Ora, placate a colpi di buonsenso la vostra Schadenfraude per le disgrazie degli ex primi della classe e pensate: essendo l’Italia il primo partner commerciale della Germania, forte di un interscambio superiore di oltre 20 miliardi rispetto proprio a quello con la Francia, cosa rischia di accadere alle dinamiche strutturali di quella partnership industriale e commerciale, alla luce di questi dati da Spoon River corporate e dell’idea stessa di un’economia che regge solo se lo Stato finanzia? Non è un caso che l’altro giorno, il Financial Times pubblicasse una lunga intervista con il numero uno della Rwe, la Confindustria tedesca, dai contenuti decisamente allarmanti.

A detta di Markus Krebber, infatti, difficilmente l’industria tedesca si riprenderà mai interamente dalla crisi energetica del 2022, la quale ha generato una significativa distruzione strutturale della domanda. E non basta. Rileggete il mio articolo di ieri dedicato ai rapporti italo-francesi e poi segnatevi questa frase del capo degli industriali tedeschi: Le importazioni di gas liquefatto Lng (dagli Usa) mettono comunque le nostre aziende in una situazione di netto svantaggio economico rispetto a quando potevano contare su un flusso garantito di gas russo via terra e a prezzi convenienti. Detto fatto, ThyssenKrupp ha appena comunicato tagli alla produzione (e conseguentemente occupazionali) nei suoi stabilimenti tedeschi, proprio a causa dei costi energetici che hanno contratto enormemente i margini. Tradotto, occorre risparmiare altrove. Nella forza lavoro. Si delocalizza dove costa meno. E dove non c’è un sindacato come la IGMetall.

Guarda caso, l’amico francese, quello del patto renano e del Patto del Quirinale, ha avuto un’unica priorità cui dare risposta negli ultimi mesi di parossistico atlantismo filo-ucraino: vedersi garantita dagli Usa una fetta del nuovo business energetico reso possibile proprio dal regime sanzionatorio imposto dall’Ue. Ovvero, il gas liquefatto. Quello il cui costo, a detta di Markus Krebber, comunque fa partire le aziende teutoniche a handicap. Come i giocatori di golf. O un centometrista costretto a correre con i pesi alle caviglie.

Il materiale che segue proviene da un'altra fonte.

use ratatui::buffer::Buffer;
use ratatui::layout::{Margin, Rect};
use ratatui::style::{Modifier, Style};
use ratatui::text::{Line, Span, Text};
use ratatui::widgets::{Block, Paragraph, StatefulWidget, Widget, Wrap};

use crate::ui::layout::line_width;
use crate::ui::style::{
    error_style, field_border, field_text, helper_style, label_style, placeholder_style,
    required_style,
};
use crate::ui::surface::{Element, ElementId, Role, Surface};
use crate::ui::theme::Theme;

const REQUIRED_MARKER: &str = " *";
const SELECT_ARROW: &str = "▾";
const MASK_CHAR: char = '•';
/// Columns the helper text of a checkbox or radio is indented by.
const CHOICE_INDENT: u16 = 4;

/// Label and message settings common to every field.
#[derive(Debug, Clone, Default)]
struct FieldChrome<'a> {
    label: Option<Cow<'a, str>>,
    error: Option<Cow<'a, str>>,
    helper_text: Option<Cow<'a, str>>,
    required: bool,
    disabled: bool,
    theme: Theme,
}

impl FieldChrome<'_> {
    fn label_rows(&self) -> u16 {
        u16::from(self.label.is_some())
    }

    fn message_rows(&self) -> u16 {
        u16::from(self.message().is_some())
    }

    fn is_invalid(&self) -> bool {
        self.error.is_some()
    }

    fn message(&self) -> Option<(&str, Style)> {
        match (&self.error, &self.helper_text) {
            (Some(error), _) => Some((error.as_ref(), error_style(&self.theme))),
            (None, Some(helper)) => Some((helper.as_ref(), helper_style(&self.theme))),
            (None, None) => None,
        }
    }

    fn label_line(&self) -> Option<Line<'_>> {
        let label = self.label.as_ref()?;
        let mut spans = vec![Span::styled(label.as_ref(), label_style(&self.theme))];
        if self.required {
            spans.push(Span::styled(REQUIRED_MARKER, required_style()));
        }
        Some(Line::from(spans))
    }

    /// Draw the label row, return the remaining area.
    fn render_label(&self, area: Rect, buf: &mut Buffer) -> Rect {
        match self.label_line() {
            Some(line) if area.height > 0 => {
                buf.set_line(area.x, area.y, &line, area.width);
                Rect::new(area.x, area.y + 1, area.width, area.height - 1)
            }
            _ => area,
        }
    }

    fn render_message(&self, x: u16, y: u16, width: u16, bottom: u16, buf: &mut Buffer) {
        if let Some((text, style)) = self.message() {
            if y < bottom && width > 0 {
                buf.set_stringn(x, y, text, width as usize, style);
            }
        }
    }

    fn element(&self, id: ElementId, role: Role, rect: Rect) -> Element {
        let mut element = Element::new(id, role, rect)
            .focusable(true)
            .disabled(self.disabled)
            .invalid(self.is_invalid())
            .required(self.required);
        if let Some(label) = &self.label {
            element = element.label(label.as_ref());
        }
        element
    }
}

macro_rules! chrome_builders {
    ($lt:lifetime) => {
        pub fn label(mut self, label: impl Into<Cow<$lt, str>>) -> Self {
            self.chrome.label = Some(label.into());
            self
        }

        /// Error text replaces the helper text and marks the field invalid.
        pub fn error(mut self, error: impl Into<Cow<$lt, str>>) -> Self {
            self.chrome.error = Some(error.into());
            self
        }

        pub fn helper_text(mut self, helper: impl Into<Cow<$lt, str>>) -> Self {
            self.chrome.helper_text = Some(helper.into());
            self
        }

        pub fn required(mut self, required: bool) -> Self {
            self.chrome.required = required;
            self
        }

        pub fn disabled(mut self, disabled: bool) -> Self {
            self.chrome.disabled = disabled;
            self
        }

        pub fn theme(mut self, theme: Theme) -> Self {
            self.chrome.theme = theme;
            self
        }

        pub fn id(mut self, id: ElementId) -> Self {
            self.id = id;
            self
        }

        pub fn element_id(&self) -> ElementId {
            self.id
        }
    };
}

/// Draw the chrome around a boxed field and return the box interior.
fn render_boxed(
    chrome: &FieldChrome<'_>,
    id: ElementId,
    role: Role,
    box_rows: u16,
    area: Rect,
    buf: &mut Buffer,
    surface: &mut Surface,
) -> Option<Rect> {
    if area.is_empty() {
        return None;
    }
    let rest = chrome.render_label(area, buf);
    let box_area = Rect::new(rest.x, rest.y, rest.width, box_rows.min(rest.height));
    if box_area.is_empty() {
        return None;
    }
    let focused = surface.focused() == Some(id);
    Block::bordered()
        .border_style(field_border(&chrome.theme, focused, chrome.is_invalid(), chrome.disabled))
        .render(box_area, buf);
    surface.register(chrome.element(id, role, box_area));

    chrome.render_message(rest.x, box_area.bottom(), rest.width, rest.bottom(), buf);
    Some(box_area.inner(Margin::new(1, 1)))
}

/// Single-line text field.
#[derive(Debug, Clone)]
pub struct Input<'a> {
    id: ElementId,
    value: Cow<'a, str>,
    placeholder: Option<Cow<'a, str>>,
    masked: bool,
    chrome: FieldChrome<'a>,
}
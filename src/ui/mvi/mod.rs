//! Model-View-Intent (MVI) primitives.
//!
//! Stateful components keep their transitions in a pure reducer and run
//! side effects (subscriptions, focus moves, scroll locks) around it.
//!
//! ```text
//! Intent ──→ Reducer ──→ State ──→ View
//!    ↑                              │
//!    └──────── input events ────────┘
//! ```

mod intent;
mod reducer;
mod state;

pub use intent::Intent;
pub use reducer::Reducer;
pub use state::UiState;
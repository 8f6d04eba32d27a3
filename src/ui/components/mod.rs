//! Presentational widgets. Each one draws into the buffer and registers its
//! accessibility element on the [`Surface`](crate::ui::surface::Surface).

mod alert;
mod badge;
mod button;
mod card;
mod form;

pub use alert::{Alert, CLOSE_ALERT_LABEL};
pub use badge::{Badge, REMOVE_LABEL};
pub use button::{Button, SPINNER_FRAMES};
pub use card::{Card, CardBody, CardDescription, CardFooter, CardHeader, CardTitle};
pub use form::{
    Checkbox, FormControl, FormGroup, Input, Radio, Select, SelectOption, TextArea,
};
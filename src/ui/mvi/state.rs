//! Base trait for component state.

/// Marker trait for component state.
///
/// States are plain values (cloned to produce the next one), carry everything
/// the view needs, and compare with `PartialEq` so callers can detect changes.
pub trait UiState: Clone + PartialEq + Default + Send + 'static {}
// ABOUTME: Library entry point for the DrD+ rulebook web content helper.
// ABOUTME: Re-exports HtmlHelper, HtmlDocument, TestsConfiguration and the error types.

//! drdplus-web - post-processing of rendered DrD+ rulebook pages.
//!
//! This crate rewrites public links to local development ones, gives elements
//! stable diacritics-free identifiers, marks external links and embeds remote
//! tables through generated inline frames. It also validates the YAML tests
//! configuration the rulebook sites ship with.
//!
//! # Example
//!
//! ```
//! use drdplus_web::{HtmlDocument, HtmlHelper};
//!
//! let document = HtmlDocument::parse(
//!     r#"<html><body><a href="https://pph.drdplus.info/#tabulka_casu">Čas</a></body></html>"#,
//! );
//! let helper = HtmlHelper::builder().current_host("hranicar.drdplus.info").build();
//! let marked = helper.mark_external_links_by_class(&document);
//! helper.inject_iframes_with_remote_tables(&document, &marked).unwrap();
//! helper.make_drdplus_links_local(&document);
//!
//! assert!(document.html().contains("http://pph.drdplus.loc/?tables=tabulka_casu"));
//! ```

pub mod config;
pub mod document;
pub mod error;
pub mod helper;
pub mod ids;
pub mod links;
pub mod tables;

pub use crate::config::TestsConfiguration;
pub use crate::document::HtmlDocument;
pub use crate::error::{ConfigError, HelperError};
pub use crate::helper::{HtmlHelper, HtmlHelperBuilder};
pub use crate::ids::{to_constant_like, to_id};
pub use crate::links::{turn_to_local_link, ExternalLinksMarked};

/// Attribute keeping the element id as it was before diacritics were replaced.
pub const DATA_ORIGINAL_ID: &str = "data-original-id";

/// Class of the hidden element keeping the original id reachable as an anchor target.
pub const INVISIBLE_ID_CLASS: &str = "invisible-id";

/// Class added to links pointing to another host.
pub const EXTERNAL_URL_CLASS: &str = "external-url";

/// Links with this class are never marked as external.
pub const INTERNAL_URL_CLASS: &str = "internal-url";

/// Body attribute stamped once external links have been marked.
pub const DATA_HAS_MARKED_EXTERNAL_URLS: &str = "data-has-marked-external-urls";

/// Class of generated remote-table frames.
pub const HIDDEN_CLASS: &str = "hidden";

Per oggi basta così. In queste righe, c’è il nostro futuro e quello dell’Europa. Generato dal tradimento di più di un soggetto. Alcuni quantomeno capaci di farsi pagare il servizio, altrimenti probabilmente felici di farlo gratis. Per mera predisposizione. Ora prendete il quadro economico che esce da questa congiuntura, unitelo all’inutilità della Bce – se non come strumento di politica estera della Fed – e a un’Italia con un deficit attualmente fissato al 7,2% di un Pil previsto all’1% e capacità di spesa ridotta a zero e saldi invariati, stante il nuovo Patto di stabilità. Shakerate il tutto. E godetevi il trailer di quella che sarà l’azione politica del Governo post-europee.